# [PROBLEM DETAILS]
Within the material that follows, how many lines include the string "repeat"? Answer with the number and nothing more.

+++ DATA TO USE +++

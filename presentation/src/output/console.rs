//! Console output formatter for classification and validation results

use colored::Colorize;
use ecogroup_application::ClassificationSummary;
use ecogroup_domain::{RegionAnalysis, ValidationMetadata, ValidationReport};
use std::fmt::Write;

/// Formats results for console display
pub struct ConsoleFormatter;

impl ConsoleFormatter {
    /// Format the validation report with terminal colors
    pub fn format_report(report: &ValidationReport) -> String {
        let mut out = String::new();

        out.push_str(&Self::header("Validation Analysis Report"));
        let _ = writeln!(out, "{} {}", "Generated on:".cyan().bold(), report.generated_at);

        let _ = writeln!(out, "\n{}", "Analysis Coverage:".cyan().bold());
        for region in &report.regions {
            let _ = writeln!(out, "\n{}:", region.name.bold());
            let _ = writeln!(
                out,
                "  Species grouping iterations: {}",
                region.group_iterations.len()
            );
            let _ = writeln!(out, "  Diet matrix iterations: {}", region.matrix_iterations.len());
            for incomplete in &region.incomplete {
                let _ = writeln!(
                    out,
                    "  {} {}: missing {}",
                    "!".yellow(),
                    incomplete.name,
                    incomplete.missing.join(", ")
                );
            }
        }

        for region in &report.regions {
            Self::region_section(&mut out, region);
        }

        out.push_str(&Self::footer());
        out
    }

    /// Same report without color codes, for files and dumb terminals
    pub fn format_report_plain(report: &ValidationReport) -> String {
        colored::control::set_override(false);
        let text = Self::format_report(report);
        colored::control::unset_override();
        text
    }

    /// Format as JSON
    pub fn format_json(report: &ValidationReport) -> String {
        serde_json::to_string_pretty(report).unwrap_or_else(|_| "{}".to_string())
    }

    fn region_section(out: &mut String, region: &RegionAnalysis) {
        let summary = &region.summary;
        let thresholds = &region.thresholds;

        let _ = writeln!(out, "\n{}", region.name.yellow().bold());
        let _ = writeln!(out, "{}\n", "=".repeat(region.name.chars().count()));

        out.push_str(&Self::section_header("1. Group Complexity Analysis"));
        let _ = writeln!(out, "Total number of groups: {}", summary.total_groups);

        let _ = writeln!(out, "\n{}", "Overall Consistency Statistics:".cyan().bold());
        let _ = writeln!(
            out,
            "Mean consistency across all species: {:.3}",
            summary.mean_consistency
        );
        let _ = writeln!(
            out,
            "Median consistency across all species: {:.3}",
            summary.median_consistency
        );

        let _ = writeln!(
            out,
            "\n{}",
            "Distribution of number of different groups per species:".cyan().bold()
        );
        for (groups, species) in &summary.group_count_distribution {
            let _ = writeln!(out, "{} group(s): {} species", groups, species);
        }

        let unstable = region
            .consistency
            .unstable_species(thresholds.low_consistency);
        let _ = writeln!(
            out,
            "\n{} {}",
            format!(
                "Species with low stability (consistency < {}):",
                thresholds.low_consistency
            )
            .cyan()
            .bold(),
            unstable.len()
        );
        for record in unstable {
            let _ = writeln!(out, "\n{}:", record.species.bold());
            let _ = writeln!(out, "  Consistency score: {:.2}", record.consistency_score);
            let _ = writeln!(
                out,
                "  Number of different groups: {}",
                record.num_different_groups
            );
            let _ = writeln!(out, "  Group assignments and frequencies:");
            for (group, count, percent) in record.group_frequencies() {
                let _ = writeln!(out, "    - {}: {} times ({:.1}%)", group, count, percent);
            }
        }

        let _ = writeln!(
            out,
            "\n{}",
            "Group Stability Rankings (sorted by variation):".cyan().bold()
        );
        for group in region.consistency.groups_by_size_variation() {
            let _ = writeln!(out, "\n{}:", group.group.bold());
            let _ = writeln!(out, "  Size variation: {:.2}", group.size_std);
            let _ = writeln!(
                out,
                "  Size range: {} - {} species",
                group.min_size, group.max_size
            );
            let _ = writeln!(
                out,
                "  Jaccard similarity: {:.3}",
                group.avg_jaccard_similarity
            );
        }

        out.push('\n');
        out.push_str(&Self::section_header("2. Diet Interaction Analysis"));
        let Some(interactions) = &region.interactions else {
            let _ = writeln!(out, "No diet matrix data available for analysis");
            return;
        };
        let unstable = interactions.unstable(thresholds.unstable_interaction);
        let _ = writeln!(out, "Total interactions: {}", interactions.interactions.len());
        let _ = writeln!(
            out,
            "Mean stability score: {:.3}",
            interactions.mean_stability()
        );
        let _ = writeln!(
            out,
            "Unstable interactions (stability score < {}): {}",
            thresholds.unstable_interaction,
            unstable.len()
        );
        for record in unstable {
            let _ = writeln!(
                out,
                "\n{} -> {}:",
                record.predator.bold(),
                record.prey.bold()
            );
            let _ = writeln!(out, "  Mean proportion: {:.3}", record.mean);
            let _ = writeln!(out, "  Stability score: {:.3}", record.stability_score);
            let values: Vec<String> = record.raw_values.iter().map(|v| format!("{:.3}", v)).collect();
            let _ = writeln!(out, "  Raw values: [{}]", values.join(", "));
        }
    }

    /// Format the outcome of one classification run
    pub fn format_classification(summary: &ClassificationSummary, groups: usize) -> String {
        let mut out = String::new();
        out.push_str(&Self::header("Classification complete"));
        let _ = writeln!(out, "{} {}", "Oracle requests:".cyan().bold(), summary.oracle_calls);
        let _ = writeln!(out, "{} {}", "Taxa assigned:".cyan().bold(), summary.assigned);
        let _ = writeln!(out, "{} {}", "Taxa resolved:".cyan().bold(), summary.resolved);
        if summary.skipped > 0 {
            let _ = writeln!(
                out,
                "{} {}",
                "Already grouped:".cyan().bold(),
                summary.skipped
            );
        }
        let _ = writeln!(out, "{} {}", "Groups in registry:".cyan().bold(), groups);

        if !summary.new_groups.is_empty() {
            let _ = writeln!(out, "\n{}", "New groups:".green().bold());
            for group in &summary.new_groups {
                let _ = writeln!(out, "  * {}", group);
            }
        }
        if !summary.extra_groups.is_empty() {
            let _ = writeln!(out, "\n{}", "Extra groups (force grouping):".yellow().bold());
            for group in &summary.extra_groups {
                let _ = writeln!(out, "  * {}", group);
            }
        }
        if !summary.unresolved.is_empty() {
            let _ = writeln!(
                out,
                "\n{} {}",
                "Without a verdict:".red().bold(),
                summary.unresolved.join(", ")
            );
        }
        out.push_str(&Self::footer());
        out
    }

    /// Format the metadata of a finished validation batch
    pub fn format_validation(metadata: &ValidationMetadata) -> String {
        let mut out = String::new();
        out.push_str(&Self::header("Validation iterations complete"));
        let _ = writeln!(
            out,
            "All {} iterations of {} completed successfully",
            metadata.successful_iterations.to_string().green().bold(),
            metadata.base_name.bold()
        );
        for dir in &metadata.iteration_dirs {
            let _ = writeln!(out, "  * {}", dir);
        }
        out.push_str(&Self::footer());
        out
    }

    fn header(title: &str) -> String {
        format!(
            "\n{}\n{}\n{}\n\n",
            "=".repeat(60).cyan(),
            format!("  {}", title).cyan().bold(),
            "=".repeat(60).cyan()
        )
    }

    fn section_header(title: &str) -> String {
        format!("{}\n{}\n", title.cyan().bold(), "-".repeat(title.len()))
    }

    fn footer() -> String {
        format!("\n{}\n", "=".repeat(60).cyan())
    }
}
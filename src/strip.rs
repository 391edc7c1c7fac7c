use crate::color::Rgb8;

/// The frame buffer: a fixed-length run of pixels that sprites blend into
/// additively. All writes go through [`Strip::add`], which clips out-of-range
/// indices instead of erroring, so sprites may drift off either end freely.
#[derive(Clone, Debug)]
pub struct Strip {
    pixels: Vec<Rgb8>,
}

impl Strip {
    pub fn new(len: usize) -> Self {
        Self {
            pixels: vec![Rgb8::BLACK; len],
        }
    }

    pub fn len(&self) -> usize {
        self.pixels.len()
    }

    pub fn is_empty(&self) -> bool {
        self.pixels.is_empty()
    }

    pub fn pixels(&self) -> &[Rgb8] {
        &self.pixels
    }

    /// Reset every pixel to black at the top of a tick.
    pub fn clear(&mut self) {
        self.pixels.fill(Rgb8::BLACK);
    }

    /// Additively blend `color` into the pixel at `index`. Indices outside
    /// the strip (including negative ones) are silently skipped.
    pub fn add(&mut self, index: i64, color: Rgb8) {
        let Ok(i) = usize::try_from(index) else {
            return;
        };
        if let Some(px) = self.pixels.get_mut(i) {
            *px = px.saturating_add(color);
        }
    }

    /// Wire serialization for the strip driver: 3 bytes per pixel in
    /// Green, Red, Blue order, one datagram per frame.
    pub fn to_grb_bytes(&self) -> Vec<u8> {
        let mut out = Vec::with_capacity(self.pixels.len() * 3);
        for px in &self.pixels {
            out.push(px.g);
            out.push(px.r);
            out.push(px.b);
        }
        out
    }
}

#[cfg(test)]
mod tests {
    use super::*;

    #[test]
    fn new_strip_is_black() {
        let strip = Strip::new(8);
        assert_eq!(strip.len(), 8);
        assert!(strip.pixels().iter().all(|px| *px == Rgb8::BLACK));
    }

    #[test]
    fn add_blends_additively() {
        let mut strip = Strip::new(4);
        strip.add(2, Rgb8::new(10, 20, 30));
        strip.add(2, Rgb8::new(5, 250, 1));
        assert_eq!(strip.pixels()[2], Rgb8::new(15, 255, 31));
    }

    #[test]
    fn out_of_range_writes_are_noops() {
        let mut strip = Strip::new(4);
        strip.add(-1, Rgb8::new(255, 255, 255));
        strip.add(4, Rgb8::new(255, 255, 255));
        strip.add(i64::MIN, Rgb8::new(255, 255, 255));
        assert!(strip.pixels().iter().all(|px| *px == Rgb8::BLACK));
    }

    #[test]
    fn clear_resets_all_pixels() {
        let mut strip = Strip::new(4);
        strip.add(0, Rgb8::new(1, 2, 3));
        strip.clear();
        assert!(strip.pixels().iter().all(|px| *px == Rgb8::BLACK));
    }

    #[test]
    fn grb_bytes_follow_wire_order() {
        let mut strip = Strip::new(5);
        strip.add(3, Rgb8::new(255, 0, 0));
        let bytes = strip.to_grb_bytes();
        assert_eq!(bytes.len(), 15);
        for (offset, byte) in bytes.iter().enumerate() {
            // pure red lands on the R byte of pixel 3: offset 3*3 + 1
            let expected = if offset == 10 { 255 } else { 0 };
            assert_eq!(*byte, expected, "offset {offset}");
        }
    }
}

+++

# [RESULT FOR THIS TASK]
5